15 DE FEBRERO
SALMO 139:1
«Señor, tú me examinas, tú me conoces» (SAL. 139:1).

En este salmo el rey David expresa su maravilla ante la grandeza de Dios. Está perplejo ante Su poder y Su majestad, y el primer atributo que destaca es Su conocimiento pleno. Dios lo sabe todo. En un sentido completo y profundo, tú y yo aprendemos cada día, pero Dios nunca aprende porque ya lo sabe todo. Tanta grandeza debe producir en nosotros un espíritu de humildad, reconociendo nuestra ignorancia ante un Dios tan sabio. «El hombre prudente no muestra lo que sabe, pero el corazón de los necios proclama su necedad» (Prov. 12:23). Pobre de ti si crees que sabes mucho, porque en realidad ignoras lo mucho que ignoras.

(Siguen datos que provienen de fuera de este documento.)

//! Format-agnostic configuration data layer.
//!
//! Host data flows through three representations:
//!
//! - [`Native`]: shared, possibly cyclic maps/sequences/arrays as a format
//!   adapter produces them;
//! - [`Element`]: the canonical value graph, reached through
//!   [`to_element`] / [`from_element`];
//! - typed values, built with [`construct`] and taken apart with
//!   [`decompose`] by recipes registered per type through [`Mapped`].
//!
//! Every traversal tracks composites by identity, so shared substructure stays
//! shared and cycles terminate.
pub mod catalog;
pub mod descriptor;
pub mod element;
pub mod error;
pub mod mapper;
pub mod matcher;
pub mod native;
pub mod object;
pub mod options;
pub mod recipe;
pub mod transform;

pub use catalog::Catalog;
pub use descriptor::{Kind, Mapped, TypeDescriptor};
pub use element::{Element, ElementKind, List, Node, Number};
pub use error::{ConversionError, ElementError, MapError, Path, Segment};
pub use mapper::Mapper;
pub use native::{Native, NativeMap, NativeSeq, Opaque};
pub use object::Object;
pub use options::Options;
pub use recipe::{Args, Part, Recipe, RecipeSource};
pub use transform::{from_element, from_element_with, to_element, to_element_with, transform};

/// Build a `T` from `element` with the global catalog and default options.
pub fn construct<T: Mapped>(element: &Element) -> Result<T, MapError> {
    Mapper::new(Catalog::global()).construct(element)
}

/// Take `value` apart into an element graph with the global catalog and
/// default options.
pub fn decompose<T: Mapped>(value: &T) -> Result<Element, MapError> {
    Mapper::new(Catalog::global()).decompose(value)
}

Dios lo conoce todo, pero no solo con un conocimiento intelectual. El conocimiento de Dios supera nuestro entendimiento y nos lleva a maravillarnos de Su grandeza. El rey David escribió: «sabes cuándo me siento y cuándo me levanto» (Sal. 139:2) y «mis trajines y descansos los conoces» (v. 3). ¿Te maravilla el conocimiento de Dios? ¿Te das cuenta de que nadie te conoce como Él? Dios conoce cada una de tus acciones, tus gestos, tus decisiones, tus pensamientos, tus intenciones. Te conoce mejor que tú mismo. «No me llega aún la palabra a la lengua cuando tú, Señor, ya la sabes toda» (v. 4). Ante el saber de Dios, el salmista exclama: «Conocimiento tan maravilloso rebasa mi comprensión; tan sublime es que no puedo entenderlo» (v. 6).

Qué maravilloso antídoto contra el orgullo humano. Al orgulloso le encanta compararse con los que saben menos que él para poder vanagloriarse a sus anchas. Pero el secreto de la humildad reside en compararse con Dios. Ante Su conocimiento tan solo podemos sentirnos muy pequeños. En medio de su dolor, Job quiere conocer el porqué de sus vicisitudes y Dios le responde preguntándole:
«¿Dónde estabas cuando puse las bases de la tierra? ¡Dímelo, si de veras sabes tanto! ¡Seguramente sabes quién estableció sus dimensiones y quién tendió sobre ella la cinta de medir! ¿Sobre qué están puestos sus cimientos, o quién puso su piedra angular?» (Job 38:4-6). Cuando Dios nos pregunta, tan solo podemos hacer como hizo Job, poniendo nuestra mano sobre nuestra boca para callar maravillados.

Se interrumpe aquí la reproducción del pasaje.